WHAT YOU HAVE TO DO:
Only lines containing "charset" belong in the answer, each copied from the entries below.

DATASET ENTRIES:
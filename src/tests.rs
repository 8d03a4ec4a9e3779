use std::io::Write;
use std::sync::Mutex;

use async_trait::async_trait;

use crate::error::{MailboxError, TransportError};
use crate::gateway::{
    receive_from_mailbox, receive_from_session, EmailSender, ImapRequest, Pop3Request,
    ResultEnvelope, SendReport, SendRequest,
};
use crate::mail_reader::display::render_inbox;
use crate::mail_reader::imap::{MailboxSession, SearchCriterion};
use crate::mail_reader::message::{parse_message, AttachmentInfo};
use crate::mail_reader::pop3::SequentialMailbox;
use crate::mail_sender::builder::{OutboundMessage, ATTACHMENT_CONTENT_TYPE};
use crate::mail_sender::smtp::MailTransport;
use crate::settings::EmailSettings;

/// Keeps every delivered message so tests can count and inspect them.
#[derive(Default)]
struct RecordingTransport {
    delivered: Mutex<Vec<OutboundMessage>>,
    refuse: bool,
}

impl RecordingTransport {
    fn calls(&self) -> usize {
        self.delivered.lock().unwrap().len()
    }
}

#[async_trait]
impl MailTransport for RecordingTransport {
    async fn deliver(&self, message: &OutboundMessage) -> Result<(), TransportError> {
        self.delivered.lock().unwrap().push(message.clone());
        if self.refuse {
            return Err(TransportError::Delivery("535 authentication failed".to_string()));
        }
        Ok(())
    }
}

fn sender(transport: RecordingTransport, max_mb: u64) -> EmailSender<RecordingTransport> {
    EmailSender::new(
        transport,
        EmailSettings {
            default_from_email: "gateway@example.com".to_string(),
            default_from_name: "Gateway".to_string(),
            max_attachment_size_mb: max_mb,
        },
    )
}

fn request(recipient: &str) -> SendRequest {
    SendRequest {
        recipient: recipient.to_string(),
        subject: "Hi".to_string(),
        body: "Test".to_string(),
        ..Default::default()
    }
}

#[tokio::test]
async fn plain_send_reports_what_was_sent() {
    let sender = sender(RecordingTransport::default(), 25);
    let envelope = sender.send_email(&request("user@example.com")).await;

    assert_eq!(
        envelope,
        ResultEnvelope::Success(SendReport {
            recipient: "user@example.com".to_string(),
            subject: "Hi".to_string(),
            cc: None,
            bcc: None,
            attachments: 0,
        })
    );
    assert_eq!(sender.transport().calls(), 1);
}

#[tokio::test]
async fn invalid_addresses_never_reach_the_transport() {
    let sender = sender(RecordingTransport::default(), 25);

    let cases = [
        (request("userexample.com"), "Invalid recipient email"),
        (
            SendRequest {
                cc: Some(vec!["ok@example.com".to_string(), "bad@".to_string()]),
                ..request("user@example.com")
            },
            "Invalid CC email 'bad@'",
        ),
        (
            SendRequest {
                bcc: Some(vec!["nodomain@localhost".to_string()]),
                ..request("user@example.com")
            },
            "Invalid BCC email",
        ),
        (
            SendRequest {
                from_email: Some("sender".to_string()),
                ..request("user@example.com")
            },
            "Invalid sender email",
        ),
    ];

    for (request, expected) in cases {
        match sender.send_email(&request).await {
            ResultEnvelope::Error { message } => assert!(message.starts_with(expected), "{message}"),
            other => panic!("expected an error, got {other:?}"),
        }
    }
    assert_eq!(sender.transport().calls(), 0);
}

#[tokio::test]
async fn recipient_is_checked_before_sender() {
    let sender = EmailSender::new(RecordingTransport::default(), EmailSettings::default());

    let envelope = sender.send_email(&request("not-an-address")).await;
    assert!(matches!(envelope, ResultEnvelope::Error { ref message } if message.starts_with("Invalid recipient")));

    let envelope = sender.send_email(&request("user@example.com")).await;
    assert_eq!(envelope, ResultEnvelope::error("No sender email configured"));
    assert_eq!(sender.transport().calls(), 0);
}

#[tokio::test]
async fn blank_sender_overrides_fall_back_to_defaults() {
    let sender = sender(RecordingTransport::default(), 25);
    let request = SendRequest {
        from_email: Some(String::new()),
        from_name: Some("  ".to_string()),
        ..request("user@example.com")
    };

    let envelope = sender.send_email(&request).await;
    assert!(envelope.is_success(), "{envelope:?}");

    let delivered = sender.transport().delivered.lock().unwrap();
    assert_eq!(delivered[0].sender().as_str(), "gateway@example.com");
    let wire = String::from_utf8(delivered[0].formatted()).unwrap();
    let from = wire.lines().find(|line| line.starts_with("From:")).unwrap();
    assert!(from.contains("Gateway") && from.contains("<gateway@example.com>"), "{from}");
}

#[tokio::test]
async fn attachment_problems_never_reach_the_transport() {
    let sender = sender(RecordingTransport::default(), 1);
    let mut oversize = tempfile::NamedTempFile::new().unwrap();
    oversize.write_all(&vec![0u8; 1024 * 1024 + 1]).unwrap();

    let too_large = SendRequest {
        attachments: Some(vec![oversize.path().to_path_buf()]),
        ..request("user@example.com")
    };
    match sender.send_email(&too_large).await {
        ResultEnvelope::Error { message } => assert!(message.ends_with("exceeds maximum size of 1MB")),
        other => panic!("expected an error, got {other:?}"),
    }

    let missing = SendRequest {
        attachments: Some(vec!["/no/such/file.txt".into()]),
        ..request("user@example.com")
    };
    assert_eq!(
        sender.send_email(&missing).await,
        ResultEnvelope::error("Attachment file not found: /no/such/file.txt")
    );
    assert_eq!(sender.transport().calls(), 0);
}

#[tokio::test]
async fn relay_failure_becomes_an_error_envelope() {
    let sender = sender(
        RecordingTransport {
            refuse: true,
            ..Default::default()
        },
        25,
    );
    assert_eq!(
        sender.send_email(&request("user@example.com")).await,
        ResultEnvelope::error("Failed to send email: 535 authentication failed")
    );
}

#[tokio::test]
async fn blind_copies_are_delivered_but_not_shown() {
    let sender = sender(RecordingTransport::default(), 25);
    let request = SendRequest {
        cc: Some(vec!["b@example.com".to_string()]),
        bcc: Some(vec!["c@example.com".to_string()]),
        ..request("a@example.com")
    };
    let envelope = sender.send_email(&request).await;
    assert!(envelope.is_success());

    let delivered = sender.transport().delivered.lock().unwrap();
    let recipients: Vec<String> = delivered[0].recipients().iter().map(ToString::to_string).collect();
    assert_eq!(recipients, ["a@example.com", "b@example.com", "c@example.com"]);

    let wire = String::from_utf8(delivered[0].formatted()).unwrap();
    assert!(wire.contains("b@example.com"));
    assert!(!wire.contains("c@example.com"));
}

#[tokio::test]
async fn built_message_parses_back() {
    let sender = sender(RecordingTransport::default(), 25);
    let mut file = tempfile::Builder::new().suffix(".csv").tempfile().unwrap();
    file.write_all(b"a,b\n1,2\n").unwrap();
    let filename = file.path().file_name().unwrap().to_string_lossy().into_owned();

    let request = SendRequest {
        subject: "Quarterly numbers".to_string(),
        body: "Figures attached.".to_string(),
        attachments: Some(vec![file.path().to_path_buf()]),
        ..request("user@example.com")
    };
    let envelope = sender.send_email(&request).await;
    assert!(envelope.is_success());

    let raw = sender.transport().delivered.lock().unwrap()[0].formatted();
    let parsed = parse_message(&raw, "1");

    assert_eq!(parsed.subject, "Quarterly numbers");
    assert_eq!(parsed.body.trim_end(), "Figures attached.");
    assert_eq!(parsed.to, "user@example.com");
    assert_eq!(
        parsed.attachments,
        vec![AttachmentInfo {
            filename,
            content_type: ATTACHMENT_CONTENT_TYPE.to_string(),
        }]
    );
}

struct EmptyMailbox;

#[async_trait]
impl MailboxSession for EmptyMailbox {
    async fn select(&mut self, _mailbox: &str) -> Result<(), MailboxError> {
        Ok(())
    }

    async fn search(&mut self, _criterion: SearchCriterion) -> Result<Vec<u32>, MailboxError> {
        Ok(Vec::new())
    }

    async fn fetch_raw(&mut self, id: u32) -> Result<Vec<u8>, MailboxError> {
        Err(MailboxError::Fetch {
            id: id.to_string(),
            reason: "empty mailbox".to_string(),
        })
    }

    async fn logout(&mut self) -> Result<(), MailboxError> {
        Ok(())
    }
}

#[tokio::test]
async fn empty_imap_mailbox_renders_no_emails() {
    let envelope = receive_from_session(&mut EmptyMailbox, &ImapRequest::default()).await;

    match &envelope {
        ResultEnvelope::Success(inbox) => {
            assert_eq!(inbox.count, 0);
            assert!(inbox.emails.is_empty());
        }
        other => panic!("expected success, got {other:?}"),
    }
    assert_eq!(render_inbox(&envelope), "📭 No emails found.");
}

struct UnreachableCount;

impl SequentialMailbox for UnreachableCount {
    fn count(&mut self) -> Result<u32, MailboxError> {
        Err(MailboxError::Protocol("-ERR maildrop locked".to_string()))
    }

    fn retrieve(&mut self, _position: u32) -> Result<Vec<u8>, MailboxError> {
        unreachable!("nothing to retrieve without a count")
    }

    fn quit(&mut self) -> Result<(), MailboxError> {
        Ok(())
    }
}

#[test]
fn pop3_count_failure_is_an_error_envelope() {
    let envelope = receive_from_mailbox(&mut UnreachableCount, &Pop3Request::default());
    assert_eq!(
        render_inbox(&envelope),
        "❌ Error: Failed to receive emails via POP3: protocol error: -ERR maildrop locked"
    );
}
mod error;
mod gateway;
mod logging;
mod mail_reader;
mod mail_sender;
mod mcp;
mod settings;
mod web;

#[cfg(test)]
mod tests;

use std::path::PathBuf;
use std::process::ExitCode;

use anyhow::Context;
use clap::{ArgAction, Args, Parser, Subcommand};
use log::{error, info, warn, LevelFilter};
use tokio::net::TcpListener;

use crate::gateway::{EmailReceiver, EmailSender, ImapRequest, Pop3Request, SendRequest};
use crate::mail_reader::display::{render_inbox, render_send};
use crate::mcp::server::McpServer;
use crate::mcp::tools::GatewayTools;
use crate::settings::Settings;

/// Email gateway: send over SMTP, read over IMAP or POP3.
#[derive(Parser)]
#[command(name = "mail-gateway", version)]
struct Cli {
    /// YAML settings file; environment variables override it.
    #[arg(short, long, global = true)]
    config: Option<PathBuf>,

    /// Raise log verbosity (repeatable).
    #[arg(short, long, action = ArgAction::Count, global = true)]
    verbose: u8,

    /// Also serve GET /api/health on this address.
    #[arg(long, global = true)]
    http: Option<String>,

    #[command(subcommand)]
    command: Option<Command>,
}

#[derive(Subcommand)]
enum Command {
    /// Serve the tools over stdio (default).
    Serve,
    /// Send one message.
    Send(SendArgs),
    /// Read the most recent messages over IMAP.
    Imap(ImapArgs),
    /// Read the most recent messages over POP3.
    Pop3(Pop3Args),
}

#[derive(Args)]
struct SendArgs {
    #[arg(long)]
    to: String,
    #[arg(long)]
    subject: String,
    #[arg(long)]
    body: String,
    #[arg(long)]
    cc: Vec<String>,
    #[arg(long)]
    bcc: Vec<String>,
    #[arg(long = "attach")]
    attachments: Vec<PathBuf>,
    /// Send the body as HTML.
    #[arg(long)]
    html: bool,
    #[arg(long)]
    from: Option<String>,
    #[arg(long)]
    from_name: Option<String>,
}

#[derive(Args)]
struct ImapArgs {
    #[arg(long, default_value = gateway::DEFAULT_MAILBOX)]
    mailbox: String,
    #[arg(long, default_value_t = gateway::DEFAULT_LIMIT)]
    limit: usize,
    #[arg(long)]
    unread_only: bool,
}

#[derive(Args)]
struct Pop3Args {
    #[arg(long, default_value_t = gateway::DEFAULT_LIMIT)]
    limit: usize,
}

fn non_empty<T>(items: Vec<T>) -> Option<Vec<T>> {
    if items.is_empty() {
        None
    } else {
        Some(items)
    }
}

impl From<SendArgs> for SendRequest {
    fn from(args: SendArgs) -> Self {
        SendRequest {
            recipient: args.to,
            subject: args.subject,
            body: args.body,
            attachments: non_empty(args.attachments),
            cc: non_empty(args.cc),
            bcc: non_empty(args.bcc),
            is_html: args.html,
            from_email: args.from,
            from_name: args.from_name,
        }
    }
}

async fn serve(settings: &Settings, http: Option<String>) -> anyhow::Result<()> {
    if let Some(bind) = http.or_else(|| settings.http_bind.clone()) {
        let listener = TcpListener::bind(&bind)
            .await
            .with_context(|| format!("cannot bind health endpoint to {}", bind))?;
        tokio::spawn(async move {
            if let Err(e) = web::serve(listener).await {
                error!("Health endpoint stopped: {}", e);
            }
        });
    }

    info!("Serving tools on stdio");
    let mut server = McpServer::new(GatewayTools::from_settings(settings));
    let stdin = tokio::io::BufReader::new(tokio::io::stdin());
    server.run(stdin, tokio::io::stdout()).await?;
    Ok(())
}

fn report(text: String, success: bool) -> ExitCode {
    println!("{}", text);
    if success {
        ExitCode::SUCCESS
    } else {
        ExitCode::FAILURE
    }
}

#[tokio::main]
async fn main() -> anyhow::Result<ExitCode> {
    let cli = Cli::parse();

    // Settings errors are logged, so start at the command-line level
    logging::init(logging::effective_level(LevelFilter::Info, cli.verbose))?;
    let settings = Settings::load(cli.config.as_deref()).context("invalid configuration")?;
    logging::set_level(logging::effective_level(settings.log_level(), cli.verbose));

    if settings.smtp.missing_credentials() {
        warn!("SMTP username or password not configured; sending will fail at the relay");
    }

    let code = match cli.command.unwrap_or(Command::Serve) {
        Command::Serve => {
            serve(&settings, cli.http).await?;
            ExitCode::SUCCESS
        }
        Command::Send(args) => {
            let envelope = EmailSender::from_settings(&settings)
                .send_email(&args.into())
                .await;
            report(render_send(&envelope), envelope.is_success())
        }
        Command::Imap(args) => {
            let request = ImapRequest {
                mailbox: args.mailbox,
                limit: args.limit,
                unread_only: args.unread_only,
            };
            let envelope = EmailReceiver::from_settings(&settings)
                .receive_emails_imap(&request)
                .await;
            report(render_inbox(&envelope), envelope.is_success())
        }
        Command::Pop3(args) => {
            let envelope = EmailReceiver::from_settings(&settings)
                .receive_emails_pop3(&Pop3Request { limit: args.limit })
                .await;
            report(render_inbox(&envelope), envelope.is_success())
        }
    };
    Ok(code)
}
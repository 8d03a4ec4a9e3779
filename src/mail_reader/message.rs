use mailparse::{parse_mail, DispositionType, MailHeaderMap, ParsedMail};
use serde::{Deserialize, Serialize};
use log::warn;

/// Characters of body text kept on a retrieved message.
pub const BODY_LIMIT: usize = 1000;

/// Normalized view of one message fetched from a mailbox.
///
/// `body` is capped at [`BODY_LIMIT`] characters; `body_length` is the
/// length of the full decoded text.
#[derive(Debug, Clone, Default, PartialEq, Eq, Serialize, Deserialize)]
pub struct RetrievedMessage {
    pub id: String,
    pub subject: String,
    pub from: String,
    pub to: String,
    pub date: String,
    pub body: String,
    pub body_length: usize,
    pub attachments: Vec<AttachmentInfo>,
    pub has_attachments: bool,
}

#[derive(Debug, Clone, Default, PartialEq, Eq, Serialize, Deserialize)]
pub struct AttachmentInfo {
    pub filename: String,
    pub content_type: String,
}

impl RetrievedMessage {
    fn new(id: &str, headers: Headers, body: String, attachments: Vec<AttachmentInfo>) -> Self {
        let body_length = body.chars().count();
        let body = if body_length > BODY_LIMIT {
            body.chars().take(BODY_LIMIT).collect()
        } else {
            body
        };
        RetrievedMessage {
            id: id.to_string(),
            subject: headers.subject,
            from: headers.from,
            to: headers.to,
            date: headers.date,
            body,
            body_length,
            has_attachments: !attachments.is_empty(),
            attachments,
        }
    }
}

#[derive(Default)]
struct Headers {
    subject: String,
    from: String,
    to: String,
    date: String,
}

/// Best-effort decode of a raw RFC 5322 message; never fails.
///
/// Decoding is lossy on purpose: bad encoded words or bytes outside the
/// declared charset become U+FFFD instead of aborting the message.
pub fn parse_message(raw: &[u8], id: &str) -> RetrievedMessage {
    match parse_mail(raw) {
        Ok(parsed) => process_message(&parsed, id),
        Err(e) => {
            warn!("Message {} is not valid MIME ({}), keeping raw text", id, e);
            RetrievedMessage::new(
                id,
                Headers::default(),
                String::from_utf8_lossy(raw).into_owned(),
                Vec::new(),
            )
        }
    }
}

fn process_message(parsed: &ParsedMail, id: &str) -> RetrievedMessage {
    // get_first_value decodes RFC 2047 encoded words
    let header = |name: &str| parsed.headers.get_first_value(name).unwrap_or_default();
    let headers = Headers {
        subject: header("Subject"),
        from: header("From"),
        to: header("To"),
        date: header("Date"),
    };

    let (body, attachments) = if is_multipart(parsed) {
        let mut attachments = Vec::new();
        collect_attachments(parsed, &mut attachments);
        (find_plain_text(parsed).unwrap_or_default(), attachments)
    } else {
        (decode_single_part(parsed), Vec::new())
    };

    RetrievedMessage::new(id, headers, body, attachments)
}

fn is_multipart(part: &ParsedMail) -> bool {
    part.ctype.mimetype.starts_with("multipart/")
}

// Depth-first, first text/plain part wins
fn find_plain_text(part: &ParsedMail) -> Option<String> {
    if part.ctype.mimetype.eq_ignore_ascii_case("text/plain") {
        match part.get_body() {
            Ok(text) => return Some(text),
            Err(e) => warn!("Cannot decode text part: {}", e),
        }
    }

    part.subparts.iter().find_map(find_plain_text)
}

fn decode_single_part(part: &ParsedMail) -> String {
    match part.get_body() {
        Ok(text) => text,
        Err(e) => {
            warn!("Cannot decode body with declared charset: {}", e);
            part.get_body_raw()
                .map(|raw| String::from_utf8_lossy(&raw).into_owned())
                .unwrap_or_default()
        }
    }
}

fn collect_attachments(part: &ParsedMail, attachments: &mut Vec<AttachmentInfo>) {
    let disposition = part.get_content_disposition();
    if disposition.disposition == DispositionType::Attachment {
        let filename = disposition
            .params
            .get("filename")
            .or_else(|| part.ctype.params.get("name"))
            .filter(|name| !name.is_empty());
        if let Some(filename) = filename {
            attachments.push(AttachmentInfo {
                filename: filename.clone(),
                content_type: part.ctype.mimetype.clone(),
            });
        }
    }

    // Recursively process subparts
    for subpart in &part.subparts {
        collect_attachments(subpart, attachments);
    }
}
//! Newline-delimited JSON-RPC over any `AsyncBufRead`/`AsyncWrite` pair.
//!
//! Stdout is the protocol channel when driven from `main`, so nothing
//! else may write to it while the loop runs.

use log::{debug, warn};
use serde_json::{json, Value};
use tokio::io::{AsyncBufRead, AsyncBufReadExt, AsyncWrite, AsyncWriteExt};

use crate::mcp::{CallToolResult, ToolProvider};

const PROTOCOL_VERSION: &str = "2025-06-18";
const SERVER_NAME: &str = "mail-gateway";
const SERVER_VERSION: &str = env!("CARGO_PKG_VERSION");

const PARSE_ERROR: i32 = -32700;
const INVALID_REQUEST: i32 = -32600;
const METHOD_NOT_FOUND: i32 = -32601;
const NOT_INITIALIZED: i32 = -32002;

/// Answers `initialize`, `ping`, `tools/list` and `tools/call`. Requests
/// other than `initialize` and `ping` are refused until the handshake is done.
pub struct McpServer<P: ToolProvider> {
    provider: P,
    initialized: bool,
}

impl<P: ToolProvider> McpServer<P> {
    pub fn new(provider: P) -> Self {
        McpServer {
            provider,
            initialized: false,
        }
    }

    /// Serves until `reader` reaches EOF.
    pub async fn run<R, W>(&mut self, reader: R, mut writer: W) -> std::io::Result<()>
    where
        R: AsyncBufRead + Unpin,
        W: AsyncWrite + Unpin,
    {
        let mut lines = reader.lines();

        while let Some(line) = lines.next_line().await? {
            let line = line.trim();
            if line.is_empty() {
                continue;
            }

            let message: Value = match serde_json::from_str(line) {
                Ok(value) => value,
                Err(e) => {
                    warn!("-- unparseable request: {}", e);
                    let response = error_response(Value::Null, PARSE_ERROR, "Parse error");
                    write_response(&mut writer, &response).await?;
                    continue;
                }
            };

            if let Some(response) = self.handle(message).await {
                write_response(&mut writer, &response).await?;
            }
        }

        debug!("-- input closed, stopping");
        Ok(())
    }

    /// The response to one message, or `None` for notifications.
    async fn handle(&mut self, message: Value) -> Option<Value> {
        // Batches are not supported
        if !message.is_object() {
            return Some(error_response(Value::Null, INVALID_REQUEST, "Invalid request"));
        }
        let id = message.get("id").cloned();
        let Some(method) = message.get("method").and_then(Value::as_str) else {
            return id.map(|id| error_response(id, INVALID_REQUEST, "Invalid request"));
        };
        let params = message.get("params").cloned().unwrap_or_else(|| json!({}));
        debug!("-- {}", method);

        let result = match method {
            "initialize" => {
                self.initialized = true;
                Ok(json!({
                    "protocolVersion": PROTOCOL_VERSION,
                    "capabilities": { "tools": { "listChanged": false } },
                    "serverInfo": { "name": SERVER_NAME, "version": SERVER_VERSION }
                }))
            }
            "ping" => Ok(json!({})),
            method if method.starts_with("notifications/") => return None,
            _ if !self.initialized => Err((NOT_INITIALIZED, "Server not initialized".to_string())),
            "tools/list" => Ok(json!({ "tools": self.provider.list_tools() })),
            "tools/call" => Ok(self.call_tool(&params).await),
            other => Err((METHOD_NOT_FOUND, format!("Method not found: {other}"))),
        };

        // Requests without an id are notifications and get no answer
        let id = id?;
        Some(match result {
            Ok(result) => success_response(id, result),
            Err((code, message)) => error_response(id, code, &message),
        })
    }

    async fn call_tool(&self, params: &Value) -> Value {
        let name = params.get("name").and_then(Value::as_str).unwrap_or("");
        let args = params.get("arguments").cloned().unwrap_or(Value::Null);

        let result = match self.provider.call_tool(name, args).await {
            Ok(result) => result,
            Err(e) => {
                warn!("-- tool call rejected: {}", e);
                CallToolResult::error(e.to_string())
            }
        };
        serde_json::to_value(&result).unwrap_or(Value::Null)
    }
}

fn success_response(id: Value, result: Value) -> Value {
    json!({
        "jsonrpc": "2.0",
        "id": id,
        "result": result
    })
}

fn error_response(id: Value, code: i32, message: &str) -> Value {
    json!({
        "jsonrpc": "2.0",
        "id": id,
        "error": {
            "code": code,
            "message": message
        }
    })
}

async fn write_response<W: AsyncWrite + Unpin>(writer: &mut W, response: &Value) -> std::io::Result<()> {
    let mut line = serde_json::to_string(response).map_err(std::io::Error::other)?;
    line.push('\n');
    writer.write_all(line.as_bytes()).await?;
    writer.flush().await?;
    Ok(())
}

RESULT OF THIS TASK:
/// declared charset become U+FFFD instead of aborting the message.
            warn!("Cannot decode body with declared charset: {}", e);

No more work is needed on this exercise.